In Mejia’s five starts he threw 27.1 innings giving up 28 hits, but he only walked FOUR batters while striking out 27 pitching to a 2.30 era. This preceded by his minor league starts before promotion of 24.2 innings, 24 hits, 10 walks and 26 strikeouts and 2.55 era. Not too shabby for the projected number 5 starter in this years Mets rotation. The experience appears to have caught up with the talent and if Jenrry can stay healthy and thats a big IF then the Mets rotation is absolutely solid 1 through 5.
But what happens when the likes of Montero and Syndergaard are promoted sometime in July? What will happen to Mejia’s shot then? I’m assuming Mejia may be on an innings restriction even if his arm is healthy this season. The same goes for Montero and Syndergaard. So, maybe one or 2 of them move to the bullpen at some point. Syndergaard pitched 117.2 innings last year and Montero 155.1, making him most likely to come up first if he continues progress. So, maybe Mejia moves to the bullpen in August since he has yet to throw more than the 108.2 innings he pitched in 2012.
What will Mejia do with this opportunity?
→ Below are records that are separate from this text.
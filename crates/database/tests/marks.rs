mod common;

use common::{TERM, allocate, create_assessment, enroll, fixture, insert_student, setup};
use database::{
    ServiceError,
    entities::mark,
    services::{
        assessment::AssessmentService,
        marks::{MarkEntry, MarksService},
    },
};
use models::term::Term;
use sea_orm::{ColumnTrait, EntityTrait, QueryFilter};
use uuid::Uuid;

fn entry(student_id: Uuid, clo_id: Uuid, marks_obtained: f64) -> MarkEntry {
    MarkEntry {
        student_id,
        clo_id,
        marks_obtained,
    }
}

#[tokio::test]
async fn test_marks_bounded_by_clo_allocation() {
    let db = setup().await;
    let fx = fixture(&db).await;
    let id = create_assessment(&db, &fx, "Quiz", 20.0).await;
    allocate(&db, &fx, id, &[(0, 12.0), (1, 8.0)]).await;
    let student = fx.students[0].id;

    let err = MarksService::enter_bulk(&db, &fx.lecturer, id, vec![entry(student, fx.clos[0].id, 15.0)])
        .await
        .unwrap_err();
    match err {
        ServiceError::AllEntriesInvalid { errors } => {
            assert_eq!(errors.len(), 1);
            assert_eq!(errors[0].error, "Marks (15) cannot exceed maximum allowed (12)");
        }
        other => panic!("expected AllEntriesInvalid, got {other:?}"),
    }

    let result = MarksService::enter_bulk(&db, &fx.lecturer, id, vec![entry(student, fx.clos[0].id, 10.0)])
        .await
        .unwrap();
    assert_eq!(result.success_count, 1);
    assert_eq!(result.error_count, 0);
}

#[tokio::test]
async fn test_bulk_entry_is_idempotent_per_cell() {
    let db = setup().await;
    let fx = fixture(&db).await;
    let id = create_assessment(&db, &fx, "Quiz", 20.0).await;
    allocate(&db, &fx, id, &[(0, 12.0), (1, 8.0)]).await;
    let student = fx.students[0].id;

    MarksService::enter_bulk(&db, &fx.lecturer, id, vec![entry(student, fx.clos[0].id, 7.0)])
        .await
        .unwrap();
    let first = mark::Entity::find()
        .filter(mark::Column::AssessmentId.eq(id))
        .one(&db)
        .await
        .unwrap()
        .unwrap();

    MarksService::enter_bulk(&db, &fx.colleague, id, vec![entry(student, fx.clos[0].id, 9.5)])
        .await
        .unwrap();
    let rows = mark::Entity::find()
        .filter(mark::Column::AssessmentId.eq(id))
        .all(&db)
        .await
        .unwrap();
    assert_eq!(rows.len(), 1);
    assert_eq!(rows[0].marks_obtained, 9.5);
    assert_eq!(rows[0].entered_by_id, Some(fx.colleague_profile.id));
    assert!(rows[0].updated_at >= first.updated_at);
}

#[tokio::test]
async fn test_bulk_entry_partial_success() {
    let db = setup().await;
    let fx = fixture(&db).await;
    let id = create_assessment(&db, &fx, "Quiz", 20.0).await;
    allocate(&db, &fx, id, &[(0, 12.0), (1, 8.0)]).await;

    let stranger = insert_student(&db, &fx.department, "21CS099").await;
    let entries = vec![
        entry(fx.students[0].id, fx.clos[0].id, 12.0),
        entry(fx.students[0].id, fx.clos[1].id, 8.0),
        entry(fx.students[1].id, fx.clos[0].id, -1.0),
        entry(fx.students[1].id, fx.clos[2].id, 3.0),
        entry(stranger.id, fx.clos[0].id, 5.0),
        entry(fx.students[2].id, fx.clos[1].id, 0.0),
    ];

    let result = MarksService::enter_bulk(&db, &fx.lecturer, id, entries)
        .await
        .unwrap();
    assert_eq!(result.success_count, 3);
    assert_eq!(result.error_count, 3);
    assert!(result.errors.iter().any(|e| e.student_id == stranger.id));
    assert!(
        result
            .errors
            .iter()
            .any(|e| e.clo_id == Some(fx.clos[2].id) && e.error.contains("not allocated"))
    );

    let rows = mark::Entity::find()
        .filter(mark::Column::AssessmentId.eq(id))
        .all(&db)
        .await
        .unwrap();
    assert_eq!(rows.len(), 3);
}

#[tokio::test]
async fn test_enrollment_is_per_term() {
    let db = setup().await;
    let fx = fixture(&db).await;
    let id = create_assessment(&db, &fx, "Quiz", 20.0).await;
    allocate(&db, &fx, id, &[(0, 20.0)]).await;

    let late = insert_student(&db, &fx.department, "22CS001").await;
    enroll(&db, &fx.course, &late, Term::new(2, TERM.year)).await;

    let err = MarksService::enter_bulk(&db, &fx.lecturer, id, vec![entry(late.id, fx.clos[0].id, 5.0)])
        .await
        .unwrap_err();
    assert!(matches!(err, ServiceError::AllEntriesInvalid { .. }));
}

#[tokio::test]
async fn test_entry_refused_when_finalized_or_unauthorized() {
    let db = setup().await;
    let fx = fixture(&db).await;
    let id = create_assessment(&db, &fx, "Quiz", 20.0).await;
    allocate(&db, &fx, id, &[(0, 20.0)]).await;
    let student = fx.students[0].id;

    let err = MarksService::enter_bulk(&db, &fx.outsider, id, vec![entry(student, fx.clos[0].id, 5.0)])
        .await
        .unwrap_err();
    assert!(matches!(err, ServiceError::Forbidden(_)));

    let err = MarksService::enter_bulk(&db, &fx.lecturer, id, Vec::new())
        .await
        .unwrap_err();
    assert!(matches!(err, ServiceError::Validation(_)));

    AssessmentService::finalize(&db, &fx.lecturer, id)
        .await
        .unwrap();
    let err = MarksService::enter_bulk(&db, &fx.lecturer, id, vec![entry(student, fx.clos[0].id, 5.0)])
        .await
        .unwrap_err();
    assert!(matches!(err, ServiceError::MarksFinalized { .. }));
}

#[tokio::test]
async fn test_mark_sheet_and_statistics() {
    let db = setup().await;
    let fx = fixture(&db).await;
    let id = create_assessment(&db, &fx, "Quiz", 20.0).await;
    allocate(&db, &fx, id, &[(0, 12.0), (1, 8.0)]).await;

    MarksService::enter_bulk(
        &db,
        &fx.lecturer,
        id,
        vec![
            entry(fx.students[0].id, fx.clos[0].id, 12.0),
            entry(fx.students[0].id, fx.clos[1].id, 8.0),
            entry(fx.students[1].id, fx.clos[0].id, 6.0),
        ],
    )
    .await
    .unwrap();

    let sheet = MarksService::assessment_marks(&db, &fx.colleague, id)
        .await
        .unwrap();
    assert_eq!(sheet.clos.len(), 2);
    assert_eq!(sheet.students.len(), 3);
    assert_eq!(sheet.students[0].student.roll_number, "21CS001");
    assert_eq!(sheet.students[0].total_obtained, 20.0);
    assert_eq!(sheet.students[0].percentage, 100.0);
    assert_eq!(sheet.students[2].marks[0].marks_obtained, None);

    assert_eq!(sheet.statistics.total_students, 3);
    assert_eq!(sheet.statistics.students_with_marks, 2);
    assert_eq!(sheet.statistics.highest_marks, 20.0);
    assert_eq!(sheet.statistics.lowest_marks, 0.0);
    assert_eq!(sheet.statistics.average_marks, 8.67);

    assert_eq!(sheet.summary.total_possible, 60.0);
    assert_eq!(sheet.summary.total_obtained, 26.0);
    assert_eq!(sheet.summary.completion_percentage, 50.0);

    let one = MarksService::student_marks(&db, &fx.lecturer, id, fx.students[1].id)
        .await
        .unwrap();
    assert_eq!(one.total_obtained, 6.0);
    assert_eq!(one.marks[0].percentage, 50.0);
    assert!(one.marks[1].entered_at.is_none());
}

#[tokio::test]
async fn test_course_students_roster() {
    let db = setup().await;
    let fx = fixture(&db).await;

    let roster = MarksService::course_students(&db, &fx.lecturer, fx.course.id, Some(TERM))
        .await
        .unwrap();
    let rolls: Vec<_> = roster.iter().map(|s| s.roll_number.as_str()).collect();
    assert_eq!(rolls, ["21CS001", "21CS002", "21CS003"]);

    let err = MarksService::course_students(&db, &fx.outsider, fx.course.id, None)
        .await
        .unwrap_err();
    assert!(matches!(err, ServiceError::NotAssigned { .. }));
}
The Mets are looking to sign a veteran pitcher(John Lannan on Jan. 18th)to a minor league contract to compete with Mejia for the number 5 spot, but if Mejia is healthy and hasn’t forgotten what he’s learned, it should be no contest. Obviously, we will have to see how it all plays out and this conundrum of having too many quality arms is something I can learn to deal with and certainly the rest of the die-hard Mets fans too.